Ibarra zeigt, dass Mileis Politik in Argentinien auf einem völligen Kurzschluss beruht. Kapital akkumuliert nur dann mit einem höheren Profit Share, wenn die ökonomische Entwicklung annähernd souverän verläuft. Mit Blick auf die Handelsgeschenke Trumps im Vorfeld der vergangenen Teilwahlen kann davon in Argentinien keine Rede sein. Auf der gegenüberliegenden Seite zeigt sie, dass Lohngeschenke der Arbeiter*innenklasse an die Bourgeoisie keine zusätzlichen Investitionen bringen. Denn entweder wird für den einheimischen Markt produziert, dann untergräbt die Ökonomie ihre eigene Nachfrage. Oder es wird für den Export produziert, dann fließt auch das Kapital entsprechend der Interessen der hegemonialen imperialistischen Nationen ab.

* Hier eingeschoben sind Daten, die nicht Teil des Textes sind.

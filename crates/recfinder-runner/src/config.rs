//! Runner configuration.

use std::path::PathBuf;

use crate::error::{RunnerError, RunnerResult};

pub const DEFAULT_MAX_IDENTIFIERS: usize = 800;
pub const DEFAULT_LOG_FILE: &str = "genesys_retrieval.log";
pub const DEFAULT_INPUT_FILE: &str = "call_ids.csv";
pub const DEFAULT_OUTPUT_FILE: &str = "recording_ids.csv";

/// Settings for a single run, outside of the API client.
#[derive(Debug, Clone, PartialEq, Eq)]
pub struct RunnerConfig {
    /// Identifier-list runs process at most this many identifiers.
    pub max_identifiers: usize,
    /// Append-only log file. `None` disables file logging.
    pub log_file: Option<PathBuf>,
    /// JSON console output instead of human-readable lines.
    pub json_logs: bool,
}

impl Default for RunnerConfig {
    fn default() -> Self {
        Self {
            max_identifiers: DEFAULT_MAX_IDENTIFIERS,
            log_file: Some(PathBuf::from(DEFAULT_LOG_FILE)),
            json_logs: false,
        }
    }
}

impl RunnerConfig {
    /// Create config from environment variables.
    ///
    /// An unparsable `RECFINDER_MAX_IDS` is rejected rather than ignored.
    pub fn from_env() -> RunnerResult<Self> {
        let max_identifiers = match std::env::var("RECFINDER_MAX_IDS") {
            Ok(raw) => raw.trim().parse().map_err(|_| {
                RunnerError::config(format!("RECFINDER_MAX_IDS must be a number, got {:?}", raw))
            })?,
            Err(_) => DEFAULT_MAX_IDENTIFIERS,
        };

        let log_file = match std::env::var("RECFINDER_LOG_FILE") {
            Ok(path) if path.trim().is_empty() => None,
            Ok(path) => Some(PathBuf::from(path)),
            Err(_) => Some(PathBuf::from(DEFAULT_LOG_FILE)),
        };

        let json_logs = std::env::var("LOG_FORMAT")
            .map(|v| v.eq_ignore_ascii_case("json"))
            .unwrap_or(false);

        Ok(Self {
            max_identifiers,
            log_file,
            json_logs,
        })
    }
}
//! Cursor over the paginated recordings query.

use tracing::{debug, info};

use recfinder_models::{QueryInterval, RecordingQuery, RecordingQueryPage};

use crate::client::RecordingsClient;
use crate::error::ClientResult;

/// Query cursor state: the request body (interval, order, page size, page
/// number) plus whether the server has reported the last page.
///
/// A failed page request makes the cursor terminal; pages are not retried.
#[derive(Debug, Clone)]
pub struct QueryCursor {
    query: RecordingQuery,
    pages_fetched: u32,
    exhausted: bool,
}

impl QueryCursor {
    pub fn new(interval: &QueryInterval) -> Self {
        Self {
            query: RecordingQuery::new(interval),
            pages_fetched: 0,
            exhausted: false,
        }
    }

    /// Body the next request will send.
    pub fn query(&self) -> &RecordingQuery {
        &self.query
    }

    pub fn pages_fetched(&self) -> u32 {
        self.pages_fetched
    }

    pub fn is_exhausted(&self) -> bool {
        self.exhausted
    }

    /// Fetch the next page, or `None` once the server reported no
    /// continuation.
    pub async fn next_page(
        &mut self,
        client: &RecordingsClient,
    ) -> ClientResult<Option<RecordingQueryPage>> {
        if self.exhausted {
            return Ok(None);
        }

        let page = match client.query_recordings(&self.query).await {
            Ok(page) => page,
            Err(e) => {
                self.exhausted = true;
                return Err(e);
            }
        };
        self.pages_fetched += 1;

        debug!(
            page = self.query.current_page(),
            conversations = page.conversations.len(),
            has_more = page.has_more(),
            "Received recordings query page"
        );

        if page.has_more() {
            self.query.advance();
        } else {
            self.exhausted = true;
            info!(pages = self.pages_fetched, "Recordings query exhausted");
        }

        Ok(Some(page))
    }
}

#[cfg(test)]
mod tests {
    use super::*;

    #[test]
    fn test_new_cursor_starts_at_first_page() {
        let interval = QueryInterval::parse("2024-01-01", "2024-01-07").unwrap();
        let cursor = QueryCursor::new(&interval);
        assert_eq!(cursor.query().page_number, None);
        assert_eq!(cursor.query().current_page(), 1);
        assert_eq!(cursor.pages_fetched(), 0);
        assert!(!cursor.is_exhausted());
    }
}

Empirisch zeigen sich sowohl von Marx vorausgesagte Effekte, wie die negative Wirkung der organischen Zusammensetzung auf die Profitrate, also auch Keynesianische, wie die Dämpfung der Investitionen durch begrenzte Nachfrage. Allein die neoliberale Deutung entbehrt jeder Grundlage. Das kann man sich auch für Deutschland merken.

Die Studie zeigt letztendlichauch, dass der politische Kampf um Souveränität die Grundlage jeder Wirtschafts- und Gesellschaftpolitik ist, egal, ob liberal oder sozialistisch orientiert. Die Trennung von Ökonomie und Politik, wie innerer und äußerer Entwicklung geht ins Leere. Aber gerade weil die Kämpfe der Arbeiter*innenklasse sich nicht auf Lohnhöhe oder Steuerverteilung begrenzen können, sondern die Akkumulationsbasis der imperialistischen Zentren in Frage stellen müssen, werden diese Kämpfe in der Peripherie umso verbissener geführt. Und zu gewinnen ist dieser Kampf nur in internationaler Solidarität.

Literatur:

Ibarra, C. (2025): Profit Share, Technical Change, and Capital Accumulation in Mexico. In: Review of Political Economy. Online First. DOI: 10.1080/09538259.2025.2573357.